The Soviettes

The Soviettes

The Soviettes



The Soviettes are a fearsome foursome from Minneapolis that make snappy, punchy and to the point power-pop music reminiscent of Bikini Kill, The Gossip, X or a really mad Sleater-Kinney.

Imagine if you will, the coolest show ever in the worst dive ever. The band onstage sounds like the Beach Boys, Go-Go’ s and The Ramones in a knife fight over hairspray and alcohol. In their zeal to a tease their hair and get drunk, this band flat out kicks some ass. That band is The Soviettes, and they will change your life.

Although LPII clocks in at nearly twenty-five minutes, the time spent is well worth the effort.
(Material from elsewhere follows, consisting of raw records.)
//! Fuzz target for single-design evaluation.
//!
//! Arbitrary design parameters and priors either fail construction or
//! evaluate to well-formed operating characteristics.

#![no_main]

use arbitrary::Arbitrary;
use bop2_core::{Design, DesignEvaluator, Hypotheses, PriorParameters};
use libfuzzer_sys::fuzz_target;

#[derive(Debug, Arbitrary)]
struct Input {
    lambda: f64,
    gamma: f64,
    n1: u8,
    n2: u8,
    a: f64,
    b: f64,
    theta_null: f64,
    theta_alt: f64,
}

fuzz_target!(|input: Input| {
    let Ok(design) = Design::new(input.lambda, input.gamma, u32::from(input.n1), u32::from(input.n2))
    else {
        return;
    };
    let Ok(prior) = PriorParameters::new(input.a, input.b) else {
        return;
    };
    let Ok(hypotheses) = Hypotheses::new(input.theta_null, input.theta_alt) else {
        return;
    };

    let evaluator = DesignEvaluator::new(prior, hypotheses, design.n2());
    if let Ok(result) = evaluator.evaluate(&design) {
        assert!(!(result.type_i_error > 1.0 || result.type_i_error < 0.0));
        assert!(!(result.type_ii_error > 1.0 || result.type_ii_error < 0.0));
    }
});
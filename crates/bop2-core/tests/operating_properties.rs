//! Property-based tests for design evaluation.
//!
//! Uses proptest to check that operating characteristics stay well formed
//! across random priors and designs.

use bop2_core::{
    predictive_distribution, DecisionRule, Design, DesignEvaluator, Hypotheses, PriorParameters,
    Stage, StageDecision, ThresholdPair,
};
use proptest::prelude::*;

/// Normalization tolerance for predictive and sampling distributions.
const NORM_TOL: f64 = 1e-8;

fn prior_strategy() -> impl Strategy<Value = PriorParameters> {
    (0.1..5.0f64, 0.1..5.0f64).prop_map(|(a, b)| PriorParameters::new(a, b).unwrap())
}

fn design_strategy() -> impl Strategy<Value = Design> {
    (0.0..=1.0f64, 0.05..2.0f64, 1u32..=30, 0u32..=30).prop_map(|(lambda, gamma, n1, extra)| {
        Design::new(lambda, gamma, n1, n1 + extra).unwrap()
    })
}

fn hypotheses_strategy() -> impl Strategy<Value = Hypotheses> {
    (0.05..0.95f64, 0.05..0.95f64).prop_map(|(t0, t1)| Hypotheses::new(t0, t1).unwrap())
}

proptest! {
    #![proptest_config(ProptestConfig::with_cases(200))]

    #[test]
    fn error_rates_are_probabilities(
        prior in prior_strategy(),
        design in design_strategy(),
        hypotheses in hypotheses_strategy(),
    ) {
        let evaluator = DesignEvaluator::new(prior, hypotheses, design.n2());
        let result = evaluator.evaluate(&design).unwrap();
        prop_assert!((0.0..=1.0).contains(&result.type_i_error));
        prop_assert!((0.0..=1.0).contains(&result.type_ii_error));
    }

    #[test]
    fn expected_size_between_stages(prior in prior_strategy(), design in design_strategy()) {
        let evaluator = DesignEvaluator::new(prior, Hypotheses::default(), design.n2());
        let ess = evaluator.evaluate(&design).unwrap().expected_sample_size;
        let (n1, n2) = (f64::from(design.n1()), f64::from(design.n2()));
        prop_assert!(ess >= n1 - NORM_TOL && ess <= n2 + NORM_TOL, "ess {} outside [{}, {}]", ess, n1, n2);

        let pet = evaluator.early_stop_probability(&design).unwrap();
        prop_assert!((ess - (n2 - (n2 - n1) * pet)).abs() < 1e-6);
    }

    #[test]
    fn final_threshold_never_exceeds_interim(
        lambda in 0.0..=1.0f64,
        gamma in 0.01..5.0f64,
        n1 in 1u32..=100,
        extra in 0u32..=100,
    ) {
        let t = ThresholdPair::compute(lambda, gamma, n1, n1 + extra);
        prop_assert!(t.c2 <= t.c1 + 1e-15);
        prop_assert!((0.0..=1.0).contains(&t.c1));
    }

    #[test]
    fn single_stage_size_is_exact(prior in prior_strategy(), lambda in 0.0..=1.0f64, n in 1u32..=60) {
        let design = Design::new(lambda, 1.0, n, n).unwrap();
        let result = DesignEvaluator::new(prior, Hypotheses::default(), n)
            .evaluate(&design)
            .unwrap();
        prop_assert_eq!(result.expected_sample_size, f64::from(n));
    }

    #[test]
    fn zero_lambda_runs_to_completion(
        prior in prior_strategy(),
        gamma in 0.05..2.0f64,
        n1 in 1u32..=30,
        extra in 0u32..=30,
    ) {
        let design = Design::new(0.0, gamma, n1, n1 + extra).unwrap();
        let evaluator = DesignEvaluator::new(prior, Hypotheses::default(), design.n2());
        let result = evaluator.evaluate(&design).unwrap();
        prop_assert!((result.expected_sample_size - f64::from(design.n2())).abs() < 1e-9);
        prop_assert_eq!(result.type_ii_error, 0.0);
        prop_assert!(result.type_i_error > 1.0 - NORM_TOL);
    }

    #[test]
    fn predictive_is_normalized(prior in prior_strategy(), n in 0u32..=120) {
        let dist = predictive_distribution(n, &prior);
        prop_assert!((dist.total() - 1.0).abs() < NORM_TOL, "total {}", dist.total());
        prop_assert!(dist.masses().iter().all(|&p| p >= 0.0));
    }

    #[test]
    fn stopping_region_is_a_prefix(prior in prior_strategy(), design in design_strategy()) {
        let rule = DecisionRule::new(&design);
        for stage in [Stage::Interim, Stage::Final] {
            let boundary = rule.stopping_boundary(stage, &prior);
            for y in 0..=rule.stage_size(stage) {
                let decision = rule.decide(stage, y, &prior).unwrap();
                let expected = match boundary {
                    Some(r) if y <= r => StageDecision::Stop,
                    _ => StageDecision::Go,
                };
                prop_assert_eq!(decision, expected, "stage {} y {}", stage, y);
            }
        }
    }
}
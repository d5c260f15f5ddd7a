//! Validated design-space types.
//!
//! Every type here is immutable once built and rejects invalid parameter
//! domains at construction. Nothing is clamped: a bad value is an error
//! naming the offending field.

use bop2_config::{ConstraintConfig, HypothesisConfig, PriorConfig};
use bop2_math::BetaShape;
use serde::Serialize;
use thiserror::Error;

use crate::evaluate::EvaluationResult;
use crate::rule::ThresholdPair;

/// Response rate below which a treatment is considered futile.
pub const FUTILITY_CUTOFF: f64 = 0.5;

/// Errors raised when constructing or evaluating a design.
#[derive(Debug, Clone, PartialEq, Error)]
pub enum DesignError {
    #[error("prior shape {field} must be positive and finite, got {value}")]
    InvalidPrior { field: &'static str, value: f64 },

    #[error("lambda must be in [0, 1], got {0}")]
    InvalidLambda(f64),

    #[error("gamma must be positive and finite, got {0}")]
    InvalidGamma(f64),

    #[error("stage 1 sample size n1 must be at least 1")]
    EmptyFirstStage,

    #[error("n1 ({n1}) must not exceed n2 ({n2})")]
    StageOrder { n1: u32, n2: u32 },

    #[error("{field} must be a probability in [0, 1], got {value}")]
    InvalidProbability { field: &'static str, value: f64 },

    #[error("response count {y} exceeds sample size {n}")]
    CountExceedsTrials { y: u32, n: u32 },

    #[error("design needs n2 = {n2} but evaluator tables stop at {max_n}")]
    ExceedsCapacity { n2: u32, max_n: u32 },
}

impl DesignError {
    /// Name of the parameter that failed validation.
    pub fn field(&self) -> &'static str {
        match self {
            DesignError::InvalidPrior { field, .. } => *field,
            DesignError::InvalidLambda(_) => "lambda",
            DesignError::InvalidGamma(_) => "gamma",
            DesignError::EmptyFirstStage => "n1",
            DesignError::StageOrder { .. } => "n2",
            DesignError::InvalidProbability { field, .. } => *field,
            DesignError::CountExceedsTrials { .. } => "y",
            DesignError::ExceedsCapacity { .. } => "n2",
        }
    }
}

fn check_probability(field: &'static str, value: f64) -> Result<f64, DesignError> {
    if !(0.0..=1.0).contains(&value) {
        return Err(DesignError::InvalidProbability { field, value });
    }
    Ok(value)
}

/// Beta(a, b) prior on the response rate.
#[derive(Debug, Clone, Copy, PartialEq, Serialize)]
pub struct PriorParameters {
    a: f64,
    b: f64,
}

impl PriorParameters {
    pub fn new(a: f64, b: f64) -> Result<Self, DesignError> {
        if !a.is_finite() || a <= 0.0 {
            return Err(DesignError::InvalidPrior { field: "a", value: a });
        }
        if !b.is_finite() || b <= 0.0 {
            return Err(DesignError::InvalidPrior { field: "b", value: b });
        }
        Ok(Self { a, b })
    }

    /// Jeffreys prior Beta(0.5, 0.5).
    pub fn jeffreys() -> Self {
        Self { a: 0.5, b: 0.5 }
    }

    pub fn a(&self) -> f64 {
        self.a
    }

    pub fn b(&self) -> f64 {
        self.b
    }

    pub fn shape(&self) -> BetaShape {
        BetaShape {
            alpha: self.a,
            beta: self.b,
        }
    }

    /// Posterior Beta(a + y, b + n - y) after `y` responses in `n` patients.
    pub fn posterior(&self, y: u32, n: u32) -> Result<BetaShape, DesignError> {
        if y > n {
            return Err(DesignError::CountExceedsTrials { y, n });
        }
        Ok(self.shape().posterior(u64::from(y), u64::from(n)))
    }

    /// Posterior probability that the response rate is at most 0.5.
    pub fn futility_probability(&self, y: u32, n: u32) -> Result<f64, DesignError> {
        Ok(self.posterior(y, n)?.cdf(FUTILITY_CUTOFF))
    }
}

impl TryFrom<&PriorConfig> for PriorParameters {
    type Error = DesignError;

    fn try_from(config: &PriorConfig) -> Result<Self, Self::Error> {
        Self::new(config.a, config.b)
    }
}

/// One candidate two-stage design.
///
/// `n1` patients are enrolled at stage 1 and `n2` in total; stage 2 adds
/// `n2 - n1`. When `n1 == n2` the design has a single look.
#[derive(Debug, Clone, Copy, PartialEq, Serialize)]
pub struct Design {
    lambda: f64,
    gamma: f64,
    n1: u32,
    n2: u32,
}

impl Design {
    pub fn new(lambda: f64, gamma: f64, n1: u32, n2: u32) -> Result<Self, DesignError> {
        if !(0.0..=1.0).contains(&lambda) {
            return Err(DesignError::InvalidLambda(lambda));
        }
        if !gamma.is_finite() || gamma <= 0.0 {
            return Err(DesignError::InvalidGamma(gamma));
        }
        if n1 == 0 {
            return Err(DesignError::EmptyFirstStage);
        }
        if n1 > n2 {
            return Err(DesignError::StageOrder { n1, n2 });
        }
        Ok(Self {
            lambda,
            gamma,
            n1,
            n2,
        })
    }

    pub fn lambda(&self) -> f64 {
        self.lambda
    }

    pub fn gamma(&self) -> f64 {
        self.gamma
    }

    pub fn n1(&self) -> u32 {
        self.n1
    }

    pub fn n2(&self) -> u32 {
        self.n2
    }

    /// Patients enrolled at stage 2 only.
    pub fn stage2_size(&self) -> u32 {
        self.n2 - self.n1
    }

    pub fn thresholds(&self) -> ThresholdPair {
        ThresholdPair::compute(self.lambda, self.gamma, self.n1, self.n2)
    }
}

impl std::fmt::Display for Design {
    fn fmt(&self, f: &mut std::fmt::Formatter<'_>) -> std::fmt::Result {
        write!(
            f,
            "lambda={}, gamma={}, n1={}, n2={}",
            self.lambda, self.gamma, self.n1, self.n2
        )
    }
}

/// Response rates at which the error rates are computed.
#[derive(Debug, Clone, Copy, PartialEq, Serialize)]
pub struct Hypotheses {
    theta_null: f64,
    theta_alt: f64,
}

impl Hypotheses {
    pub fn new(theta_null: f64, theta_alt: f64) -> Result<Self, DesignError> {
        Ok(Self {
            theta_null: check_probability("theta_null", theta_null)?,
            theta_alt: check_probability("theta_alt", theta_alt)?,
        })
    }

    pub fn theta_null(&self) -> f64 {
        self.theta_null
    }

    pub fn theta_alt(&self) -> f64 {
        self.theta_alt
    }
}

impl Default for Hypotheses {
    fn default() -> Self {
        Self {
            theta_null: 0.5,
            theta_alt: 0.7,
        }
    }
}

impl TryFrom<&HypothesisConfig> for Hypotheses {
    type Error = DesignError;

    fn try_from(config: &HypothesisConfig) -> Result<Self, Self::Error> {
        Self::new(config.theta_null, config.theta_alt)
    }
}

/// Upper bounds on the type I and type II error rates.
#[derive(Debug, Clone, Copy, PartialEq, Serialize)]
pub struct Constraints {
    alpha_max: f64,
    beta_max: f64,
}

impl Constraints {
    pub fn new(alpha_max: f64, beta_max: f64) -> Result<Self, DesignError> {
        Ok(Self {
            alpha_max: check_probability("alpha_max", alpha_max)?,
            beta_max: check_probability("beta_max", beta_max)?,
        })
    }

    pub fn alpha_max(&self) -> f64 {
        self.alpha_max
    }

    pub fn beta_max(&self) -> f64 {
        self.beta_max
    }

    pub fn is_satisfied_by(&self, evaluation: &EvaluationResult) -> bool {
        evaluation.type_i_error <= self.alpha_max && evaluation.type_ii_error <= self.beta_max
    }
}

impl Default for Constraints {
    fn default() -> Self {
        Self {
            alpha_max: 0.05,
            beta_max: 0.2,
        }
    }
}

impl TryFrom<&ConstraintConfig> for Constraints {
    type Error = DesignError;

    fn try_from(config: &ConstraintConfig) -> Result<Self, Self::Error> {
        Self::new(config.alpha_max, config.beta_max)
    }
}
The Soviettes have made an album that is insatiable. You will fight it and deny it and feel guilty as hell for doing it, but immediately after “Come On Bokkie” screeches to a halt you will reach out, push some buttons and fervently play it again.

This is because The Soviettes make songs that are so crisp and curt you really don’t mind the abruptness. The band’s propensity for cold endings and fast stops may initially frustrate you. But before you can shake your fists in rage, they have moved on and picked another fight. The record opens with “Ten,” an edgy gem with power chords ablazin’, and moves onto a fast paean to falling down hard, “#1 Is Number Two.” The jangly “Winning Is for Losers” is raw and energetic. “Tonight” is a nice departure; it is the closet that The Soviettes will ever get to a power ballad. It starts softly and folds itself inward.
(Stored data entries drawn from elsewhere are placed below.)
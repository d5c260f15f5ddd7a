//! Beta distribution utilities for conjugate posterior updates.
//!
//! The CDF uses the regularized incomplete beta function with a
//! continued-fraction approximation (Numerical Recipes, modified Lentz).
//! Tolerances are tight enough that posterior probabilities compared
//! against decision thresholds are stable to ~1e-14.

use serde::{Deserialize, Serialize};

use super::stable::log_beta;

const BETACF_MAX_ITERS: usize = 300;
const BETACF_EPS: f64 = 1.0e-15;
const BETACF_FPMIN: f64 = 1.0e-300;

/// Shape parameters of a Beta(alpha, beta) distribution.
#[derive(Debug, Clone, Copy, PartialEq, Serialize, Deserialize)]
pub struct BetaShape {
    pub alpha: f64,
    pub beta: f64,
}

impl BetaShape {
    /// Create new Beta shape parameters with validation.
    ///
    /// Returns None if either parameter is non-positive or not finite.
    pub fn new(alpha: f64, beta: f64) -> Option<Self> {
        if !alpha.is_finite() || !beta.is_finite() || alpha <= 0.0 || beta <= 0.0 {
            return None;
        }
        Some(Self { alpha, beta })
    }

    /// Jeffreys prior Beta(0.5, 0.5).
    pub fn jeffreys() -> Self {
        Self {
            alpha: 0.5,
            beta: 0.5,
        }
    }

    /// Conjugate update after `successes` out of `trials`:
    /// Beta(alpha + y, beta + n - y).
    ///
    /// Callers must ensure `successes <= trials`.
    pub fn posterior(&self, successes: u64, trials: u64) -> Self {
        debug_assert!(successes <= trials);
        Self {
            alpha: self.alpha + successes as f64,
            beta: self.beta + (trials - successes) as f64,
        }
    }

    /// E[p] = alpha / (alpha + beta).
    pub fn mean(&self) -> f64 {
        self.alpha / (self.alpha + self.beta)
    }

    /// P(p <= x) under this distribution.
    pub fn cdf(&self, x: f64) -> f64 {
        beta_cdf(x, self.alpha, self.beta)
    }
}

/// Regularized incomplete beta function I_x(a,b).
///
/// Result is clamped to [0, 1]; invalid parameters yield NaN.
pub fn beta_cdf(x: f64, alpha: f64, beta: f64) -> f64 {
    if x.is_nan() || alpha.is_nan() || beta.is_nan() {
        return f64::NAN;
    }
    if alpha <= 0.0 || beta <= 0.0 {
        return f64::NAN;
    }
    if x <= 0.0 {
        return 0.0;
    }
    if x >= 1.0 {
        return 1.0;
    }
    let ln_front = alpha * x.ln() + beta * (-x).ln_1p() - log_beta(alpha, beta);
    let front = ln_front.exp();
    let threshold = (alpha + 1.0) / (alpha + beta + 2.0);
    let value = if x < threshold {
        front * betacf(alpha, beta, x) / alpha
    } else {
        1.0 - front * betacf(beta, alpha, 1.0 - x) / beta
    };
    value.clamp(0.0, 1.0)
}

fn betacf(alpha: f64, beta: f64, x: f64) -> f64 {
    let qab = alpha + beta;
    let qap = alpha + 1.0;
    let qam = alpha - 1.0;
    let mut c = 1.0;
    let mut d = 1.0 - qab * x / qap;
    if d.abs() < BETACF_FPMIN {
        d = BETACF_FPMIN;
    }
    d = 1.0 / d;
    let mut h = d;

    for m in 1..=BETACF_MAX_ITERS {
        let m_f = m as f64;
        let m2 = 2.0 * m_f;

        // Even step.
        let aa = m_f * (beta - m_f) * x / ((qam + m2) * (alpha + m2));
        d = 1.0 + aa * d;
        if d.abs() < BETACF_FPMIN {
            d = BETACF_FPMIN;
        }
        c = 1.0 + aa / c;
        if c.abs() < BETACF_FPMIN {
            c = BETACF_FPMIN;
        }
        d = 1.0 / d;
        h *= d * c;

        // Odd step.
        let aa = -(alpha + m_f) * (qab + m_f) * x / ((alpha + m2) * (qap + m2));
        d = 1.0 + aa * d;
        if d.abs() < BETACF_FPMIN {
            d = BETACF_FPMIN;
        }
        c = 1.0 + aa / c;
        if c.abs() < BETACF_FPMIN {
            c = BETACF_FPMIN;
        }
        d = 1.0 / d;
        let del = d * c;
        h *= del;
        if (del - 1.0).abs() < BETACF_EPS {
            break;
        }
    }

    h
}
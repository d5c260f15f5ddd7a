//! Configuration snapshots for reproducible search runs.
//!
//! A snapshot captures the exact configuration a search was run with,
//! so a selected design can be traced back to its inputs.

use chrono::{DateTime, Utc};
use serde::{Deserialize, Serialize};
use sha2::{Digest, Sha256};

use crate::resolve::ConfigPaths;
use crate::search::SearchConfig;

/// A frozen snapshot of configuration state.
#[derive(Debug, Clone, Serialize, Deserialize)]
pub struct ConfigSnapshot {
    /// When this snapshot was taken.
    pub timestamp: DateTime<Utc>,

    /// Schema version of the configuration.
    pub schema_version: String,

    /// SHA-256 hash of the canonical config JSON.
    pub config_hash: String,

    /// Path the config was loaded from.
    #[serde(default)]
    pub config_path: Option<String>,

    /// Source of the configuration.
    pub config_source: String,

    /// Key configuration values for quick reference.
    pub summary: ConfigSummary,
}

/// Summary of key configuration values.
#[derive(Debug, Clone, Serialize, Deserialize)]
pub struct ConfigSummary {
    pub prior_a: f64,
    pub prior_b: f64,
    pub theta_null: f64,
    pub theta_alt: f64,
    pub alpha_max: f64,
    pub beta_max: f64,

    /// Number of grid points with n1 <= n2.
    pub grid_points: usize,
}

impl ConfigSnapshot {
    /// Create a new snapshot from a loaded configuration.
    ///
    /// The hash covers the re-serialized config, so two files that differ
    /// only in whitespace or key order produce the same hash.
    pub fn new(config: &SearchConfig, paths: &ConfigPaths) -> Self {
        let canonical = serde_json::to_string(config).unwrap_or_default();

        ConfigSnapshot {
            timestamp: Utc::now(),
            schema_version: config.schema_version.clone(),
            config_hash: hash_content(&canonical),
            config_path: paths.search.as_ref().map(|p| p.display().to_string()),
            config_source: paths.search_source.to_string(),
            summary: ConfigSummary::from_config(config),
        }
    }

    /// Create a snapshot of the built-in default configuration.
    pub fn defaults_only() -> Self {
        Self::new(&SearchConfig::default(), &ConfigPaths::default())
    }

    /// Serialize snapshot to JSON.
    pub fn to_json(&self) -> Result<String, serde_json::Error> {
        serde_json::to_string_pretty(self)
    }

    /// Deserialize snapshot from JSON.
    pub fn from_json(json: &str) -> Result<Self, serde_json::Error> {
        serde_json::from_str(json)
    }

    /// Check if this snapshot matches another (same config).
    pub fn matches(&self, other: &ConfigSnapshot) -> bool {
        self.config_hash == other.config_hash
    }

    /// Get a short identifier for this snapshot (first 12 chars of hash).
    pub fn short_id(&self) -> &str {
        &self.config_hash[..12.min(self.config_hash.len())]
    }
}

impl ConfigSummary {
    fn from_config(config: &SearchConfig) -> Self {
        ConfigSummary {
            prior_a: config.prior.a,
            prior_b: config.prior.b,
            theta_null: config.hypotheses.theta_null,
            theta_alt: config.hypotheses.theta_alt,
            alpha_max: config.constraints.alpha_max,
            beta_max: config.constraints.beta_max,
            grid_points: config.grid.point_count(),
        }
    }
}

/// Hash content with SHA-256 and return hex string.
fn hash_content(content: &str) -> String {
    let mut hasher = Sha256::new();
    hasher.update(content.as_bytes());
    hex::encode(hasher.finalize())
}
It is at this point that you know these guys are for real. “Pass The Flashlight,” “Love Song” and “Don’t Say No” are absolutely perfect, furious doses of sonic caffeine and noise. The indie fused “Channel X” aptly displays The Soviettes’ unity and tightness. “Whatever You Want” is a toxin so potent that you’ll be left seeing red. However, the finest moments on LPII are the solid “Angel A” and the spastic “Love Song.” Both are catchy-as-hell powder kegs that explode in your mind and won’t go away. The boppy “Portland” manages to rip off a Cure lyric without sacrificing tenacity. It’s as if Jane Weidlin went over to the dark side and joined Kathleen Hanna’s next band.

In general, The Soviettes sound like a band sporting for a rumble. Despite their rough punk edges, they mix infectious vocals with pounding percussion and snappy guitar hooks. The band’s sense of timing cannot be recreated. It is spontaneous, fast and precise. Like all good workers, The Soviettes sweat and toil with great care. This enables them to flat out rock and thrash without upsetting their pop sensibilities.

LPII won’t change the music industry or end the crisis in the Sudan, but it will restore your faith that good punk rock records are still being made. This is a band that is going places and will definitely be heard from again. Tasty stuff!